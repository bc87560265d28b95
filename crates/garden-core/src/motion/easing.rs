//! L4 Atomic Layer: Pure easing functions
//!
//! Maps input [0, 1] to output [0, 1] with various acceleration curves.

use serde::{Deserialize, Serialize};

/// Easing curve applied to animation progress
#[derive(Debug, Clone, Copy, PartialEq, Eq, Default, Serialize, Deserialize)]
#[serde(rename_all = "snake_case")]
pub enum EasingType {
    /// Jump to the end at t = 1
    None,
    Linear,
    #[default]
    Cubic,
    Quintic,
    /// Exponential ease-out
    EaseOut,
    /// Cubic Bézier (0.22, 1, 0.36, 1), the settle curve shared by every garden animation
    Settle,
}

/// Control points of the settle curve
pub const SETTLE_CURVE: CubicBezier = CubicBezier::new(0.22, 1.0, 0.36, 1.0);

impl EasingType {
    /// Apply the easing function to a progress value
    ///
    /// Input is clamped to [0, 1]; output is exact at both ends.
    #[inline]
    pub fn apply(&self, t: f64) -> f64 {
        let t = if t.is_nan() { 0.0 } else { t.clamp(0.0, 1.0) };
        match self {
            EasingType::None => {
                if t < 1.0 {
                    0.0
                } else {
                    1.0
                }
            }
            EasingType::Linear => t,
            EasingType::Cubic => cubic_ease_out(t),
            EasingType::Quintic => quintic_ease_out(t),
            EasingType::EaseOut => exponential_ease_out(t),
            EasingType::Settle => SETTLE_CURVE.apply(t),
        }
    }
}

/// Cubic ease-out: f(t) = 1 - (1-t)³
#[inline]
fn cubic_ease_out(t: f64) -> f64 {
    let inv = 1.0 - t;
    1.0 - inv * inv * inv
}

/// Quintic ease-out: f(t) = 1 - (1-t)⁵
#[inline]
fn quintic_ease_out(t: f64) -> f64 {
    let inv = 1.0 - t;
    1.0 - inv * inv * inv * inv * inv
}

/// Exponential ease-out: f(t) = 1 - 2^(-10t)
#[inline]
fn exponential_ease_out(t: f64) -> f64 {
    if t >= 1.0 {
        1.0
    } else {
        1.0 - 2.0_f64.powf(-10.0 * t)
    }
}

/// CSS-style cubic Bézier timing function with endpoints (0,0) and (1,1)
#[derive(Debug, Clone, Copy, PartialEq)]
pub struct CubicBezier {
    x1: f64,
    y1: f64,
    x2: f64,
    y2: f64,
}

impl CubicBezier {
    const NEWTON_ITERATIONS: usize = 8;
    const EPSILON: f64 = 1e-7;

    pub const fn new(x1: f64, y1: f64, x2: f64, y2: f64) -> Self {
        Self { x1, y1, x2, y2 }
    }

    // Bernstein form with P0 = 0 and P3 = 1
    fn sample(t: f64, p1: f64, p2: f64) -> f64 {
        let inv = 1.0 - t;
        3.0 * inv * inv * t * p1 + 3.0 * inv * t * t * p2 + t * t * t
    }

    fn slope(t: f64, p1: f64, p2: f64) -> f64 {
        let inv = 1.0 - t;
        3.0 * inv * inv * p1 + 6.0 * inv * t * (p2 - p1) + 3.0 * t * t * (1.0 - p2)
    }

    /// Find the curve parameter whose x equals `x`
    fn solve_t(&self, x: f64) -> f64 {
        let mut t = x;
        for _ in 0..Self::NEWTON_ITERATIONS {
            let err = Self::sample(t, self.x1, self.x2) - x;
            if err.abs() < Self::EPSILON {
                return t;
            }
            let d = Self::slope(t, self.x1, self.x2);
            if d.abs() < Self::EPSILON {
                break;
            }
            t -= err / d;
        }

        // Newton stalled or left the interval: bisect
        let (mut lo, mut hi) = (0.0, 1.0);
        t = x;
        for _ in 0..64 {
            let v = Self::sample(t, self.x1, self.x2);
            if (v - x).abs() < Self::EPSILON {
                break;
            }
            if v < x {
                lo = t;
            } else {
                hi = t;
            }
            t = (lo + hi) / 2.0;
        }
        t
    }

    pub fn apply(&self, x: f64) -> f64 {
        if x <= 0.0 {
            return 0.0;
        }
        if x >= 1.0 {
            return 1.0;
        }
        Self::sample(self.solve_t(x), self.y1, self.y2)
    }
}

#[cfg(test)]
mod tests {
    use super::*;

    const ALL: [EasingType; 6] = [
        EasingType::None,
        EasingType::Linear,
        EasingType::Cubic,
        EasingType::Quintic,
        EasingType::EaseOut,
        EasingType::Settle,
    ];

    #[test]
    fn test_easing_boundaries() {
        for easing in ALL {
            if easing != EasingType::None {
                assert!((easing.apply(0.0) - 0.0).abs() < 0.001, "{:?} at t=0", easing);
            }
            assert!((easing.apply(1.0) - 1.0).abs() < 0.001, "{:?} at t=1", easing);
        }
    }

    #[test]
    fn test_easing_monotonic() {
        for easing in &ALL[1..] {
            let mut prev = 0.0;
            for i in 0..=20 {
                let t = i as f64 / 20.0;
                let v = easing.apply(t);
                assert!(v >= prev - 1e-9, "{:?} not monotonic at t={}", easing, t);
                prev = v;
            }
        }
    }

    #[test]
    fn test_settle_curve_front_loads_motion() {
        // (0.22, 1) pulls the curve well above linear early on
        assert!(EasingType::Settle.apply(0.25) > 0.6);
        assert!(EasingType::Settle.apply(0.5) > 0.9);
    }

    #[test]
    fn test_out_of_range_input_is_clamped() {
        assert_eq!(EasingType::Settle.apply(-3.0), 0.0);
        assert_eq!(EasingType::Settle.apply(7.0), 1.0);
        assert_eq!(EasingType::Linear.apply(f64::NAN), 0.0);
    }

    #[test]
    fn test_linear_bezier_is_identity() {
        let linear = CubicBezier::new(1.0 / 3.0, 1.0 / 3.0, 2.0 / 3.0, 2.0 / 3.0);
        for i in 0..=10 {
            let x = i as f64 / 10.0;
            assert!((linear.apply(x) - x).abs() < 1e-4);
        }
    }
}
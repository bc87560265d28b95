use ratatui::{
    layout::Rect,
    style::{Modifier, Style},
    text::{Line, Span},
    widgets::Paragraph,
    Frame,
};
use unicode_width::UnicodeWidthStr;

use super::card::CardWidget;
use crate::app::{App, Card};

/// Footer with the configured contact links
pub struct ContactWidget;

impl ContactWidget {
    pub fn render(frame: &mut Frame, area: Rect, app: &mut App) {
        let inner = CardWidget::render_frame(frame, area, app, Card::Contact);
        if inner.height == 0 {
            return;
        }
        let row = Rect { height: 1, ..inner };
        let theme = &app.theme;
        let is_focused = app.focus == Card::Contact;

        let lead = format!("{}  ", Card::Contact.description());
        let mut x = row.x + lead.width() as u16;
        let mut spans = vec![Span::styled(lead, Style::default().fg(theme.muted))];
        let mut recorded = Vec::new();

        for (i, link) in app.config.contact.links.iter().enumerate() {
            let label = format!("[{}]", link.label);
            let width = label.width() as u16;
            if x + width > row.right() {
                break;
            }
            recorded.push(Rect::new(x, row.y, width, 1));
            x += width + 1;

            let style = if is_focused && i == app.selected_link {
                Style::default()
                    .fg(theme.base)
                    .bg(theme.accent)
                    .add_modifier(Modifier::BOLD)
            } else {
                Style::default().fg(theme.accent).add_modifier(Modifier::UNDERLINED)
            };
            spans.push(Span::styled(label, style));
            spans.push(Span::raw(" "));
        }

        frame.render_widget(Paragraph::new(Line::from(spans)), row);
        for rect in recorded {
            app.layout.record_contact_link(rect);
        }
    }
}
+-------+
[Work to complete]
The answer must consist of all the entries, copied exactly.

[Written solution]
repository bc87560265d28b95
filename crates/garden-core/src/motion/easing.rs
//! L4 Atomic Layer: Pure easing functions
//!
//! Maps input [0, 1] to output [0, 1] with various acceleration curves.

use serde::{Deserialize, Serialize};

/// Easing curve applied to animation progress
#[derive(Debug, Clone, Copy, PartialEq, Eq, Default, Serialize, Deserialize)]
#[serde(rename_all = "snake_case")]
pub enum EasingType {
    /// Jump to the end at t = 1
    None,
    Linear,
    #[default]
    Cubic,
    Quintic,
    /// Exponential ease-out
    EaseOut,
    /// Cubic Bézier (0.22, 1, 0.36, 1), the settle curve shared by every garden animation
    Settle,
}

/// Control points of the settle curve
pub const SETTLE_CURVE: CubicBezier = CubicBezier::new(0.22, 1.0, 0.36, 1.0);

impl EasingType {
    /// Apply the easing function to a progress value
    ///
    /// Input is clamped to [0, 1]; output is exact at both ends.
    #[inline]
    pub fn apply(&self, t: f64) -> f64 {
        let t = if t.is_nan() { 0.0 } else { t.clamp(0.0, 1.0) };
        match self {
            EasingType::None => {
                if t < 1.0 {
                    0.0
                } else {
                    1.0
                }
            }
            EasingType::Linear => t,
            EasingType::Cubic => cubic_ease_out(t),
            EasingType::Quintic => quintic_ease_out(t),
            EasingType::EaseOut => exponential_ease_out(t),
            EasingType::Settle => SETTLE_CURVE.apply(t),
        }
    }
}

/// Cubic ease-out: f(t) = 1 - (1-t)³
#[inline]
fn cubic_ease_out(t: f64) -> f64 {
    let inv = 1.0 - t;
    1.0 - inv * inv * inv
}

/// Quintic ease-out: f(t) = 1 - (1-t)⁵
#[inline]
fn quintic_ease_out(t: f64) -> f64 {
    let inv = 1.0 - t;
    1.0 - inv * inv * inv * inv * inv
}

/// Exponential ease-out: f(t) = 1 - 2^(-10t)
#[inline]
fn exponential_ease_out(t: f64) -> f64 {
    if t >= 1.0 {
        1.0
    } else {
        1.0 - 2.0_f64.powf(-10.0 * t)
    }
}

/// CSS-style cubic Bézier timing function with endpoints (0,0) and (1,1)
#[derive(Debug, Clone, Copy, PartialEq)]
pub struct CubicBezier {
    x1: f64,
    y1: f64,
    x2: f64,
    y2: f64,
}

impl CubicBezier {
    const NEWTON_ITERATIONS: usize = 8;
    const EPSILON: f64 = 1e-7;

    pub const fn new(x1: f64, y1: f64, x2: f64, y2: f64) -> Self {
        Self { x1, y1, x2, y2 }
    }

    // Bernstein form with P0 = 0 and P3 = 1
    fn sample(t: f64, p1: f64, p2: f64) -> f64 {
        let inv = 1.0 - t;
        3.0 * inv * inv * t * p1 + 3.0 * inv * t * t * p2 + t * t * t
    }

    fn slope(t: f64, p1: f64, p2: f64) -> f64 {
        let inv = 1.0 - t;
        3.0 * inv * inv * p1 + 6.0 * inv * t * (p2 - p1) + 3.0 * t * t * (1.0 - p2)
    }

    /// Find the curve parameter whose x equals `x`
    fn solve_t(&self, x: f64) -> f64 {
        let mut t = x;
        for _ in 0..Self::NEWTON_ITERATIONS {
            let err = Self::sample(t, self.x1, self.x2) - x;
            if err.abs() < Self::EPSILON {
                return t;
            }
            let d = Self::slope(t, self.x1, self.x2);
            if d.abs() < Self::EPSILON {
                break;
            }
            t -= err / d;
        }

        // Newton stalled or left the interval: bisect
        let (mut lo, mut hi) = (0.0, 1.0);
        t = x;
        for _ in 0..64 {
            let v = Self::sample(t, self.x1, self.x2);
            if (v - x).abs() < Self::EPSILON {
                break;
            }
            if v < x {
                lo = t;
            } else {
                hi = t;
            }
            t = (lo + hi) / 2.0;
        }
        t
    }

    pub fn apply(&self, x: f64) -> f64 {
        if x <= 0.0 {
            return 0.0;
        }
        if x >= 1.0 {
            return 1.0;
        }
        Self::sample(self.solve_t(x), self.y1, self.y2)
    }
}

#[cfg(test)]
mod tests {
    use super::*;

    const ALL: [EasingType; 6] = [
        EasingType::None,
        EasingType::Linear,
        EasingType::Cubic,
        EasingType::Quintic,
        EasingType::EaseOut,
        EasingType::Settle,
    ];

    #[test]
    fn test_easing_boundaries() {
        for easing in ALL {
            if easing != EasingType::None {
                assert!((easing.apply(0.0) - 0.0).abs() < 0.001, "{:?} at t=0", easing);
            }
            assert!((easing.apply(1.0) - 1.0).abs() < 0.001, "{:?} at t=1", easing);
        }
    }

    #[test]
    fn test_easing_monotonic() {
        for easing in &ALL[1..] {
            let mut prev = 0.0;
            for i in 0..=20 {
                let t = i as f64 / 20.0;
                let v = easing.apply(t);
                assert!(v >= prev - 1e-9, "{:?} not monotonic at t={}", easing, t);
                prev = v;
            }
        }
    }

    #[test]
    fn test_settle_curve_front_loads_motion() {
        // (0.22, 1) pulls the curve well above linear early on
        assert!(EasingType::Settle.apply(0.25) > 0.6);
        assert!(EasingType::Settle.apply(0.5) > 0.9);
    }

    #[test]
    fn test_out_of_range_input_is_clamped() {
        assert_eq!(EasingType::Settle.apply(-3.0), 0.0);
        assert_eq!(EasingType::Settle.apply(7.0), 1.0);
        assert_eq!(EasingType::Linear.apply(f64::NAN), 0.0);
    }

    #[test]
    fn test_linear_bezier_is_identity() {
        let linear = CubicBezier::new(1.0 / 3.0, 1.0 / 3.0, 2.0 / 3.0, 2.0 / 3.0);
        for i in 0..=10 {
            let x = i as f64 / 10.0;
            assert!((linear.apply(x) - x).abs() < 1e-4);
        }
    }
}
repository bc87560265d28b95
use ratatui::{
    layout::Rect,
    style::{Modifier, Style},
    text::{Line, Span},
    widgets::Paragraph,
    Frame,
};
use unicode_width::UnicodeWidthStr;

use super::card::CardWidget;
use crate::app::{App, Card};

/// Footer with the configured contact links
pub struct ContactWidget;

impl ContactWidget {
    pub fn render(frame: &mut Frame, area: Rect, app: &mut App) {
        let inner = CardWidget::render_frame(frame, area, app, Card::Contact);
        if inner.height == 0 {
            return;
        }
        let row = Rect { height: 1, ..inner };
        let theme = &app.theme;
        let is_focused = app.focus == Card::Contact;

        let lead = format!("{}  ", Card::Contact.description());
        let mut x = row.x + lead.width() as u16;
        let mut spans = vec![Span::styled(lead, Style::default().fg(theme.muted))];
        let mut recorded = Vec::new();

        for (i, link) in app.config.contact.links.iter().enumerate() {
            let label = format!("[{}]", link.label);
            let width = label.width() as u16;
            if x + width > row.right() {
                break;
            }
            recorded.push(Rect::new(x, row.y, width, 1));
            x += width + 1;

            let style = if is_focused && i == app.selected_link {
                Style::default()
                    .fg(theme.base)
                    .bg(theme.accent)
                    .add_modifier(Modifier::BOLD)
            } else {
                Style::default().fg(theme.accent).add_modifier(Modifier::UNDERLINED)
            };
            spans.push(Span::styled(label, style));
            spans.push(Span::raw(" "));
        }

        frame.render_widget(Paragraph::new(Line::from(spans)), row);
        for rect in recorded {
            app.layout.record_contact_link(rect);
        }
    }
}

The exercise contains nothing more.